■ **Assigned task**
Give back the full data, unchanged and complete.

■ **Data for analysis**
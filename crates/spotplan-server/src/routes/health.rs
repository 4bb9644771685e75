//! Liveness route.

use std::sync::Arc;

use axum::routing::get;
use axum::Router;

use crate::state::AppState;

pub fn routes() -> Router<Arc<AppState>> {
    Router::new().route("/", get(root))
}

/// GET /: plain-text liveness check.
async fn root() -> &'static str {
    "Smart Spot Explorer API is running"
}
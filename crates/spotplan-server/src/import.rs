//! Bulk import from a JSON file: seeds the store without going through HTTP.

use std::path::Path;
use std::sync::Arc;

use tracing::{error, info};

use spotplan_core::PlanGeneratorConfig;
use spotplan_planner::WebhookPlanGenerator;
use spotplan_runtime::{BulkRejection, Orchestrator};
use spotplan_store::SqliteStore;

/// Result of an import run.
#[derive(Debug, Default)]
pub struct ImportReport {
    pub submitted: usize,
    pub inserted: usize,
    pub rejected: Vec<BulkRejection>,
    pub errors: Vec<String>,
}

/// Read a JSON array of spots from `file` and bulk-create them in `data_dir`.
pub fn run_import(file: &Path, data_dir: &Path) -> ImportReport {
    let mut report = ImportReport::default();

    let payload: serde_json::Value = match std::fs::read_to_string(file)
        .map_err(|e| e.to_string())
        .and_then(|raw| serde_json::from_str(&raw).map_err(|e| e.to_string()))
    {
        Ok(v) => v,
        Err(e) => {
            report
                .errors
                .push(format!("Failed to read {}: {}", file.display(), e));
            return report;
        }
    };
    report.submitted = payload.as_array().map(|a| a.len()).unwrap_or(0);

    let store = match SqliteStore::open(data_dir) {
        Ok(s) => Arc::new(s),
        Err(e) => {
            report.errors.push(format!("Failed to open store: {}", e));
            return report;
        }
    };
    // Bulk inserts never request plans.
    let planner = match WebhookPlanGenerator::new(&PlanGeneratorConfig::default()) {
        Ok(p) => Arc::new(p),
        Err(e) => {
            report.errors.push(e.to_string());
            return report;
        }
    };

    let orchestrator = Orchestrator::new(store, planner);
    match orchestrator.bulk_create(&payload) {
        Ok(bulk) => {
            info!(
                "Imported {} of {} spots from {}",
                bulk.inserted,
                report.submitted,
                file.display()
            );
            report.inserted = bulk.inserted;
            report.rejected = bulk.rejected;
        }
        Err(e) => {
            error!("Import failed: {}", e);
            report.errors.push(e.to_string());
        }
    }
    report
}

/// Print a human-readable import report.
pub fn print_report(report: &ImportReport) {
    println!("=== SpotPlan Import Report ===");
    println!();
    println!("Submitted:  {}", report.submitted);
    println!("Inserted:   {}", report.inserted);
    println!("Rejected:   {}", report.rejected.len());

    if !report.rejected.is_empty() {
        println!();
        println!("Rejected elements:");
        for r in &report.rejected {
            println!("  - [{}] {}", r.index, r.error);
        }
    }

    if !report.errors.is_empty() {
        println!();
        println!("Errors:");
        for e in &report.errors {
            println!("  - {}", e);
        }
    }

    println!();
    if report.errors.is_empty() {
        println!("Status: IMPORT COMPLETE");
    } else {
        println!("Status: IMPORT FAILED");
    }
}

■ **Solution**
filename crates/spotplan-server/src/routes/health.rs
repository 4bb9644771685e75
//! Liveness route.

use std::sync::Arc;

use axum::routing::get;
use axum::Router;

use crate::state::AppState;

pub fn routes() -> Router<Arc<AppState>> {
    Router::new().route("/", get(root))
}

/// GET /: plain-text liveness check.
async fn root() -> &'static str {
    "Smart Spot Explorer API is running"
}
filename crates/spotplan-server/src/import.rs
//! Bulk import from a JSON file: seeds the store without going through HTTP.

use std::path::Path;
use std::sync::Arc;

use tracing::{error, info};

use spotplan_core::PlanGeneratorConfig;
use spotplan_planner::WebhookPlanGenerator;
use spotplan_runtime::{BulkRejection, Orchestrator};
use spotplan_store::SqliteStore;

/// Result of an import run.
#[derive(Debug, Default)]
pub struct ImportReport {
    pub submitted: usize,
    pub inserted: usize,
    pub rejected: Vec<BulkRejection>,
    pub errors: Vec<String>,
}

/// Read a JSON array of spots from `file` and bulk-create them in `data_dir`.
pub fn run_import(file: &Path, data_dir: &Path) -> ImportReport {
    let mut report = ImportReport::default();

    let payload: serde_json::Value = match std::fs::read_to_string(file)
        .map_err(|e| e.to_string())
        .and_then(|raw| serde_json::from_str(&raw).map_err(|e| e.to_string()))
    {
        Ok(v) => v,
        Err(e) => {
            report
                .errors
                .push(format!("Failed to read {}: {}", file.display(), e));
            return report;
        }
    };
    report.submitted = payload.as_array().map(|a| a.len()).unwrap_or(0);

    let store = match SqliteStore::open(data_dir) {
        Ok(s) => Arc::new(s),
        Err(e) => {
            report.errors.push(format!("Failed to open store: {}", e));
            return report;
        }
    };
    // Bulk inserts never request plans.
    let planner = match WebhookPlanGenerator::new(&PlanGeneratorConfig::default()) {
        Ok(p) => Arc::new(p),
        Err(e) => {
            report.errors.push(e.to_string());
            return report;
        }
    };

    let orchestrator = Orchestrator::new(store, planner);
    match orchestrator.bulk_create(&payload) {
        Ok(bulk) => {
            info!(
                "Imported {} of {} spots from {}",
                bulk.inserted,
                report.submitted,
                file.display()
            );
            report.inserted = bulk.inserted;
            report.rejected = bulk.rejected;
        }
        Err(e) => {
            error!("Import failed: {}", e);
            report.errors.push(e.to_string());
        }
    }
    report
}

/// Print a human-readable import report.
pub fn print_report(report: &ImportReport) {
    println!("=== SpotPlan Import Report ===");
    println!();
    println!("Submitted:  {}", report.submitted);
    println!("Inserted:   {}", report.inserted);
    println!("Rejected:   {}", report.rejected.len());

    if !report.rejected.is_empty() {
        println!();
        println!("Rejected elements:");
        for r in &report.rejected {
            println!("  - [{}] {}", r.index, r.error);
        }
    }

    if !report.errors.is_empty() {
        println!();
        println!("Errors:");
        for e in &report.errors {
            println!("  - {}", e);
        }
    }

    println!();
    if report.errors.is_empty() {
        println!("Status: IMPORT COMPLETE");
    } else {
        println!("Status: IMPORT FAILED");
    }
}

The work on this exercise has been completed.